### ENTRIES PROVIDED ###

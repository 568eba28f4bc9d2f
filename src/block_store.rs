//! The virtual disk: `num_blocks` fixed-size blocks kept in one flat buffer.
//! Blocks are addressed by index and overwritten in place.

use core::fmt;

use crate::{Error, Result};

#[derive(Clone, PartialEq, Eq)]
pub struct BlockStore {
    data: Vec<u8>,
    block_size: usize,
    num_blocks: usize,
}

impl BlockStore {
    /// Creates a zero-filled store.
    pub fn new(block_size: usize, num_blocks: usize) -> Self {
        Self {
            data: vec![0u8; block_size * num_blocks],
            block_size,
            num_blocks,
        }
    }

    /// Wraps an existing flat region. `data.len()` must be `block_size * num_blocks`.
    pub fn from_bytes(data: Vec<u8>, block_size: usize, num_blocks: usize) -> Result<Self> {
        if data.len() != block_size * num_blocks {
            return Err(Error::CorruptImage("block region has the wrong length"));
        }
        Ok(Self { data, block_size, num_blocks })
    }

    pub fn block_size(&self) -> usize {
        self.block_size
    }

    pub fn num_blocks(&self) -> usize {
        self.num_blocks
    }

    fn range(&self, block_id: u32) -> Result<core::ops::Range<usize>> {
        let block_id = block_id as usize;
        if block_id >= self.num_blocks {
            return Err(Error::InvalidArgument("block index out of range"));
        }
        let start = block_id * self.block_size;
        Ok(start..start + self.block_size)
    }

    pub fn block(&self, block_id: u32) -> Result<&[u8]> {
        let range = self.range(block_id)?;
        Ok(&self.data[range])
    }

    pub fn block_mut(&mut self, block_id: u32) -> Result<&mut [u8]> {
        let range = self.range(block_id)?;
        Ok(&mut self.data[range])
    }

    /// Copies `buf` to the start of the block and zeroes the rest of it.
    /// Fails if `buf` is longer than a block.
    pub fn write_block(&mut self, block_id: u32, buf: &[u8]) -> Result<()> {
        if buf.len() > self.block_size {
            return Err(Error::InvalidArgument("data does not fit in one block"));
        }
        let block = self.block_mut(block_id)?;
        let (head, tail) = block.split_at_mut(buf.len());
        head.copy_from_slice(buf);
        tail.fill(0);
        Ok(())
    }

    pub fn zero_block(&mut self, block_id: u32) -> Result<()> {
        self.block_mut(block_id)?.fill(0);
        Ok(())
    }

    /// Zero-fills every block.
    pub fn clear(&mut self) {
        self.data.fill(0);
    }

    /// The whole disk as one flat byte region, block 0 first.
    pub fn as_bytes(&self) -> &[u8] {
        &self.data
    }
}

impl fmt::Debug for BlockStore {
    fn fmt(&self, f: &mut fmt::Formatter<'_>) -> fmt::Result {
        f.debug_struct("BlockStore")
            .field("block_size", &self.block_size)
            .field("num_blocks", &self.num_blocks)
            .finish_non_exhaustive()
    }
}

###

TASK ITEM - In the answer, the listing above should be restated word for word.

WRITTEN ANSWER -
repository 568eba28f4bc9d2f
filename src/block_store.rs
//! The virtual disk: `num_blocks` fixed-size blocks kept in one flat buffer.
//! Blocks are addressed by index and overwritten in place.

use core::fmt;

use crate::{Error, Result};

#[derive(Clone, PartialEq, Eq)]
pub struct BlockStore {
    data: Vec<u8>,
    block_size: usize,
    num_blocks: usize,
}

impl BlockStore {
    /// Creates a zero-filled store.
    pub fn new(block_size: usize, num_blocks: usize) -> Self {
        Self {
            data: vec![0u8; block_size * num_blocks],
            block_size,
            num_blocks,
        }
    }

    /// Wraps an existing flat region. `data.len()` must be `block_size * num_blocks`.
    pub fn from_bytes(data: Vec<u8>, block_size: usize, num_blocks: usize) -> Result<Self> {
        if data.len() != block_size * num_blocks {
            return Err(Error::CorruptImage("block region has the wrong length"));
        }
        Ok(Self { data, block_size, num_blocks })
    }

    pub fn block_size(&self) -> usize {
        self.block_size
    }

    pub fn num_blocks(&self) -> usize {
        self.num_blocks
    }

    fn range(&self, block_id: u32) -> Result<core::ops::Range<usize>> {
        let block_id = block_id as usize;
        if block_id >= self.num_blocks {
            return Err(Error::InvalidArgument("block index out of range"));
        }
        let start = block_id * self.block_size;
        Ok(start..start + self.block_size)
    }

    pub fn block(&self, block_id: u32) -> Result<&[u8]> {
        let range = self.range(block_id)?;
        Ok(&self.data[range])
    }

    pub fn block_mut(&mut self, block_id: u32) -> Result<&mut [u8]> {
        let range = self.range(block_id)?;
        Ok(&mut self.data[range])
    }

    /// Copies `buf` to the start of the block and zeroes the rest of it.
    /// Fails if `buf` is longer than a block.
    pub fn write_block(&mut self, block_id: u32, buf: &[u8]) -> Result<()> {
        if buf.len() > self.block_size {
            return Err(Error::InvalidArgument("data does not fit in one block"));
        }
        let block = self.block_mut(block_id)?;
        let (head, tail) = block.split_at_mut(buf.len());
        head.copy_from_slice(buf);
        tail.fill(0);
        Ok(())
    }

    pub fn zero_block(&mut self, block_id: u32) -> Result<()> {
        self.block_mut(block_id)?.fill(0);
        Ok(())
    }

    /// Zero-fills every block.
    pub fn clear(&mut self) {
        self.data.fill(0);
    }

    /// The whole disk as one flat byte region, block 0 first.
    pub fn as_bytes(&self) -> &[u8] {
        &self.data
    }
}

impl fmt::Debug for BlockStore {
    fn fmt(&self, f: &mut fmt::Formatter<'_>) -> fmt::Result {
        f.debug_struct("BlockStore")
            .field("block_size", &self.block_size)
            .field("num_blocks", &self.num_blocks)
            .finish_non_exhaustive()
    }
}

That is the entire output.